YOUR INSTRUCTIONS
Repeat word for word every line from the one holding "fn display_value(value: &serde_json::Value)" to the end of the material below.

RECORDS PROVIDED
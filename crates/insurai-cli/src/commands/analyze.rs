//! Analyze command implementation and result rendering

use std::io::Read;
use std::path::PathBuf;
use std::sync::Arc;

use anyhow::{anyhow, Context, Result};
use insurai_core::{
    AnalysisOutcome, AnalysisRequest, AnalysisResult, Analyzer, AppConfig, Jurisdiction,
    PolicyType, QuotaStore, SAMPLE_POLICY,
};

/// Where the policy text comes from
#[derive(Debug, Clone, PartialEq)]
pub enum PolicySource {
    File(PathBuf),
    Text(String),
    Sample,
    Stdin,
}

impl PolicySource {
    pub fn from_args(file: Option<PathBuf>, text: Option<String>, sample: bool) -> Self {
        match (file, text) {
            (Some(path), _) => PolicySource::File(path),
            (None, Some(text)) => PolicySource::Text(text),
            (None, None) if sample => PolicySource::Sample,
            (None, None) => PolicySource::Stdin,
        }
    }

    pub fn read(&self) -> Result<String> {
        match self {
            PolicySource::File(path) => std::fs::read_to_string(path)
                .with_context(|| format!("Failed to read {}", path.display())),
            PolicySource::Text(text) => Ok(text.clone()),
            PolicySource::Sample => Ok(SAMPLE_POLICY.to_string()),
            PolicySource::Stdin => {
                let mut text = String::new();
                std::io::stdin()
                    .read_to_string(&mut text)
                    .context("Failed to read policy text from stdin")?;
                Ok(text)
            }
        }
    }
}

/// Per-invocation overrides for `analyze`
#[derive(Debug, Clone, Default)]
pub struct AnalyzeOptions {
    pub policy_type: Option<PolicyType>,
    pub jurisdiction: Option<Jurisdiction>,
    pub demo: bool,
    pub json: bool,
}

/// Run one analysis and print the outcome
pub async fn cmd_analyze(
    config: AppConfig,
    store: Arc<dyn QuotaStore>,
    source: &PolicySource,
    options: &AnalyzeOptions,
) -> Result<()> {
    let outcome = run_analysis(config, store, source, options).await?;

    if options.json {
        println!("{}", serde_json::to_string_pretty(&outcome.result)?);
    } else {
        print!("{}", render_outcome(&outcome));
    }
    Ok(())
}

/// Analyze without printing; failures carry the user-facing message
pub async fn run_analysis(
    mut config: AppConfig,
    store: Arc<dyn QuotaStore>,
    source: &PolicySource,
    options: &AnalyzeOptions,
) -> Result<AnalysisOutcome> {
    if options.demo {
        config.force_demo = true;
    }
    let policy_type = options.policy_type.unwrap_or(config.default_type);
    let jurisdiction = options.jurisdiction.unwrap_or(config.default_jurisdiction);

    let text = source.read()?;
    let analyzer = Analyzer::new(&config, store).context("Failed to set up analyzer")?;

    if !options.json {
        if analyzer.is_demo() {
            println!("🧪 Analyzing {} policy ({}) in demo mode...", policy_type, jurisdiction);
        } else {
            println!(
                "🔍 Analyzing {} policy ({}) with {}...",
                policy_type, jurisdiction, config.api_url
            );
        }
    }

    let request = AnalysisRequest::new(&text, policy_type, jurisdiction);
    analyzer
        .analyze(request)
        .await
        .map_err(|e| anyhow!(e.user_message()))
}

/// Human-readable report for an outcome
pub fn render_outcome(outcome: &AnalysisOutcome) -> String {
    let mut out = String::new();
    out.push('\n');
    if outcome.is_demo() {
        out.push_str("📋 Policy Analysis (demo)\n");
    } else {
        out.push_str("📋 Policy Analysis\n");
    }
    out.push_str("   ─────────────────────────────\n");
    out.push_str(&render_result(&outcome.result));

    if outcome.is_demo() {
        out.push('\n');
        out.push_str("💡 Demo result generated locally. Set a demo password for a live analysis.\n");
    } else if let Some(remaining) = outcome.remaining_calls {
        out.push('\n');
        out.push_str(&format!("   Live analyses left today: {}\n", remaining));
    }
    out
}

/// Render each section that is present in the result
pub fn render_result(result: &AnalysisResult) -> String {
    let mut out = String::new();

    if let Some(coverage) = &result.coverage {
        out.push_str("   Coverage\n");
        if let Some(kind) = &coverage.coverage_type {
            out.push_str(&format!("     Type: {}\n", kind));
        }
        if let Some(amount) = &coverage.coverage_amount {
            out.push_str(&format!("     Amount: {}\n", amount));
        }
        if let Some(serde_json::Value::Object(breakdown)) = &coverage.coverage_breakdown {
            for (key, value) in breakdown {
                out.push_str(&format!("     {}: {}\n", key, display_value(value)));
            }
        }
    }

    if let Some(risk) = result.risk_level {
        out.push_str(&format!(
            "   Risk: {} {}\n",
            risk.indicator(),
            risk.as_str().to_uppercase()
        ));
    }

    if let Some(deductibles) = result.deductibles.as_ref().filter(|d| !d.is_empty()) {
        out.push_str("   Deductibles\n");
        for deductible in deductibles {
            out.push_str(&format!("     • {}\n", deductible));
        }
    }

    if let Some(exclusions) = result.exclusions.as_ref().filter(|e| !e.is_empty()) {
        out.push_str("   Exclusions\n");
        for exclusion in exclusions {
            out.push_str(&format!("     • {}\n", exclusion));
        }
    }

    if let Some(flags) = &result.flags {
        out.push_str("   Flags\n");
        if flags.needs_legal_review {
            out.push_str("     ⚠️  Needs legal review\n");
        }
        if flags.inconsistent_clauses_detected {
            out.push_str("     ⚠️  Inconsistent clauses detected\n");
        }
        if !flags.any() {
            out.push_str("     ✅ No issues detected\n");
        }
    }

    if let Some(actions) = result.required_actions.as_ref().filter(|a| !a.is_empty()) {
        out.push_str("   Recommended actions\n");
        for (i, action) in actions.iter().enumerate() {
            out.push_str(&format!("     {}. {}\n", i + 1, action));
        }
    }

    out
}

fn display_value(value: &serde_json::Value) -> String {
    match value {
        serde_json::Value::String(s) => s.clone(),
        serde_json::Value::Array(items) => items
            .iter()
            .map(display_value)
            .collect::<Vec<_>>()
            .join(", "),
        other => other.to_string(),
    }
}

EXERCISE RESPONSE
fn display_value(value: &serde_json::Value) -> String {
    match value {
        serde_json::Value::String(s) => s.clone(),
        serde_json::Value::Array(items) => items
            .iter()
            .map(display_value)
            .collect::<Vec<_>>()
            .join(", "),
        other => other.to_string(),
    }
}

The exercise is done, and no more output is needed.